From Wikipedia, the free encyclopedia
Maracas (sometimes called rhumba shakers) are simple percussion instruments (idiophones), usually played in pairs, consisting of a dried calabash or gourd shell (cuia - 'kOO-ya') or coconut shell filled with seeds or dried beans. They may also be made of leather, wood, or plastic. Often one maraca is pitched high and the other low.
The instrument is of prehistoric Moroccan origin. The word maraca is thought to have come from the Tupi language of Brazil, where it is pronounced 'ma-ra-KAH'. They are known in Trinidad as shac-shacs.
Although a simple instrument, the method of playing the maracas is not obvious. The seeds must travel some distance before they hit the leather, wood, or plastic, so the player must anticipate the rhythm.
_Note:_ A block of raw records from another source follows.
//! Utilities for adding @PG (program) records to SAM headers.
//!
//! The output header records the dupmark invocation with automatic PP
//! (previous program) chaining and ID collision handling.

use anyhow::Result;
use bstr::BString;
use noodles::sam::Header;
use noodles::sam::header::record::value::Map;
use noodles::sam::header::record::value::map::Program;
use noodles::sam::header::record::value::map::program::tag;
use std::collections::HashSet;

/// Program ID used for dupmark's own @PG records.
const PROGRAM_ID: &str = "dupmark";

/// Gets the ID of the last program in the @PG chain: the one no other
/// program references through its PP tag.
#[must_use]
pub fn get_last_program_id(header: &Header) -> Option<String> {
    let programs = header.programs();
    let program_map = programs.as_ref();

    if program_map.is_empty() {
        return None;
    }

    let mut referenced: HashSet<&[u8]> = HashSet::new();
    for (_id, pg) in program_map {
        if let Some(pp) = pg.other_fields().get(&tag::PREVIOUS_PROGRAM_ID) {
            referenced.insert(pp.as_ref());
        }
    }

    for (id, _pg) in program_map {
        if !referenced.contains(id.as_slice()) {
            return Some(String::from_utf8_lossy(id).to_string());
        }
    }

    // malformed PP cycles: fall back to any program ID
    program_map.keys().next().map(|id| String::from_utf8_lossy(id).to_string())
}

/// Creates a unique program ID by appending `.1`, `.2`, ... when needed.
#[must_use]
pub fn make_unique_program_id(header: &Header) -> String {
    let programs = header.programs();
    let program_map = programs.as_ref();

    if !program_map.contains_key(PROGRAM_ID.as_bytes()) {
        return PROGRAM_ID.to_string();
    }

    for i in 1..=1000 {
        let candidate = format!("{PROGRAM_ID}.{i}");
        if !program_map.contains_key(candidate.as_bytes()) {
            return candidate;
        }
    }

    format!("{PROGRAM_ID}.{}", std::process::id())
}

/// Adds a dupmark @PG record to the header with automatic PP chaining.
///
/// # Errors
///
/// Returns an error if the program record cannot be built or added.
pub fn add_pg_record(mut header: Header, version: &str, command_line: &str) -> Result<Header> {
    let previous_program = get_last_program_id(&header);
    let unique_id = make_unique_program_id(&header);

    let mut builder = Map::<Program>::builder()
        .insert(tag::NAME, PROGRAM_ID)
        .insert(tag::VERSION, version)
        .insert(tag::COMMAND_LINE, command_line);
    if let Some(pp) = previous_program.as_deref() {
        builder = builder.insert(tag::PREVIOUS_PROGRAM_ID, pp);
    }
    let pg_record = builder.build()?;

    header.programs_mut().add(BString::from(unique_id), pg_record)?;

    Ok(header)
}
//! Read group to library id resolution.
//!
//! Duplicates can only arise within a sequencing library, so the fingerprint
//! carries a small library id instead of the library name. The mapping is
//! built once from the header's `@RG` lines: read groups sharing an `LB`
//! value share an id. Read groups without `LB` are grouped under a single
//! unnamed library, matching the behavior of the reference tools.
//!
//! Library ids start at 1; id 0 is reserved for records whose `RG` tag is
//! absent or does not match any header read group. The id is stored in an
//! 8-bit field, capping a run at 255 distinct libraries.

use std::collections::HashMap;

use log::warn;
use noodles::sam::Header;
use noodles::sam::alignment::RecordBuf;
use noodles::sam::alignment::record_buf::data::field::Value;
use noodles::sam::header::record::value::map::read_group::tag as rg_tag;

use crate::errors::{DupmarkError, Result};
use crate::sam::record_utils::read_name;

/// Maximum number of distinct libraries an 8-bit id can address.
pub const MAX_LIBRARIES: usize = 255;

/// Maps a record's `RG` tag to the small integer id of its library.
#[derive(Debug, Default)]
pub struct LibraryMap {
    by_read_group: HashMap<Vec<u8>, u8>,
    libraries: usize,
    warned_missing_rg: bool,
    warned_unknown_rg: bool,
}

impl LibraryMap {
    /// Builds the map from the header's `@RG` lines.
    ///
    /// Duplicate read group IDs are rejected by the header parser before
    /// this point, so each `@RG` line seen here is unique.
    ///
    /// # Errors
    ///
    /// Fails when the header names more than [`MAX_LIBRARIES`] distinct
    /// libraries.
    pub fn from_header(header: &Header) -> Result<Self> {
        let mut by_read_group = HashMap::new();
        let mut by_library_name: HashMap<Vec<u8>, u8> = HashMap::new();

        for (id, group) in header.read_groups() {
            let library = match group.other_fields().get(&rg_tag::LIBRARY) {
                Some(name) => {
                    let bytes: &[u8] = name.as_ref();
                    bytes.to_vec()
                }
                None => {
                    warn!("read group '{id}' has no LB field; grouping it under the unnamed library");
                    Vec::new()
                }
            };

            let library_id = match by_library_name.get(&library) {
                Some(&existing) => existing,
                None => {
                    let next = by_library_name.len() + 1;
                    if next > MAX_LIBRARIES {
                        return Err(DupmarkError::TooManyLibraries { count: next });
                    }
                    by_library_name.insert(library, next as u8);
                    next as u8
                }
            };

            let id_bytes: &[u8] = id.as_ref();
            by_read_group.insert(id_bytes.to_vec(), library_id);
        }

        Ok(Self {
            by_read_group,
            libraries: by_library_name.len(),
            warned_missing_rg: false,
            warned_unknown_rg: false,
        })
    }

    /// Number of distinct libraries declared in the header.
    #[must_use]
    pub fn library_count(&self) -> usize {
        self.libraries
    }

    /// Resolves the library id of a record from its `RG` tag.
    ///
    /// With at most one declared library every record resolves to 0 without
    /// touching the tag. Records with no `RG` tag, or with an `RG` value the
    /// header does not know, fall back to library 0 with a warning emitted
    /// once per condition.
    pub fn library_for(&mut self, record: &RecordBuf) -> u8 {
        if self.libraries <= 1 {
            return 0;
        }

        let Some(Value::String(rg)) = record.data().get(b"RG") else {
            if !self.warned_missing_rg {
                warn!(
                    "record '{}' has no RG tag; assuming library 0",
                    String::from_utf8_lossy(read_name(record))
                );
                self.warned_missing_rg = true;
            }
            return 0;
        };

        let rg_bytes: &[u8] = rg.as_ref();
        match self.by_read_group.get(rg_bytes) {
            Some(&id) => id,
            None => {
                if !self.warned_unknown_rg {
                    warn!(
                        "read group '{}' is not declared in the header; assuming library 0",
                        String::from_utf8_lossy(rg_bytes)
                    );
                    self.warned_unknown_rg = true;
                }
                0
            }
        }
    }
}
//! Input validation utilities with consistent error messages.

use std::path::Path;

use crate::errors::{DupmarkError, Result};
use crate::phred::MAX_PHRED;

/// Validates that a file exists.
///
/// # Errors
///
/// Returns an error naming `description` when the file does not exist.
pub fn validate_file_exists<P: AsRef<Path>>(path: P, description: &str) -> Result<()> {
    let path_ref = path.as_ref();
    if !path_ref.exists() {
        return Err(DupmarkError::InvalidParameter {
            parameter: description.to_string(),
            reason: format!("file '{}' does not exist", path_ref.display()),
        });
    }
    Ok(())
}

/// Validates that a quality threshold is a representable Phred score.
///
/// # Errors
///
/// Returns an error when the value exceeds [`MAX_PHRED`].
pub fn validate_quality_score(quality: u8, name: &str) -> Result<()> {
    if quality > MAX_PHRED {
        return Err(DupmarkError::InvalidParameter {
            parameter: name.to_string(),
            reason: format!("quality {quality} exceeds the maximum Phred score {MAX_PHRED}"),
        });
    }
    Ok(())
}

#[cfg(test)]
mod tests {
    use super::*;
    use rstest::rstest;
    use tempfile::NamedTempFile;

    #[test]
    fn test_validate_file_exists_valid() {
        let temp_file = NamedTempFile::new().unwrap();
        validate_file_exists(temp_file.path(), "test file").unwrap();
    }

    #[test]
    fn test_validate_file_exists_invalid() {
        let result = validate_file_exists("/nonexistent/file.bam", "input BAM");
        assert!(result.is_err());
        let msg = result.unwrap_err().to_string();
        assert!(msg.contains("input BAM"));
        assert!(msg.contains("does not exist"));
    }

    #[rstest]
    #[case(0, true)]
    #[case(15, true)]
    #[case(93, true)]
    #[case(94, false)]
    #[case(255, false)]
    fn test_validate_quality_score(#[case] quality: u8, #[case] ok: bool) {
        let result = validate_quality_score(quality, "minQual");
        assert_eq!(result.is_ok(), ok);
    }
}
Bandleader Vincent Lopez hosted a radio program in the early 1950s called Shake the Maracas in which audience members competed for small prizes by playing the instrument with the orchestra.
Maracas are heard in many forms of Latin music and are also used in pop and classical music. They are considered characteristic of the music of Colombia, Venezuela, and Brazil. In rock and roll, they are probably most identified with Bo Diddley.
Electronic Maracas are the main input device in the videogame "Samba De Amigo" developed by Sega.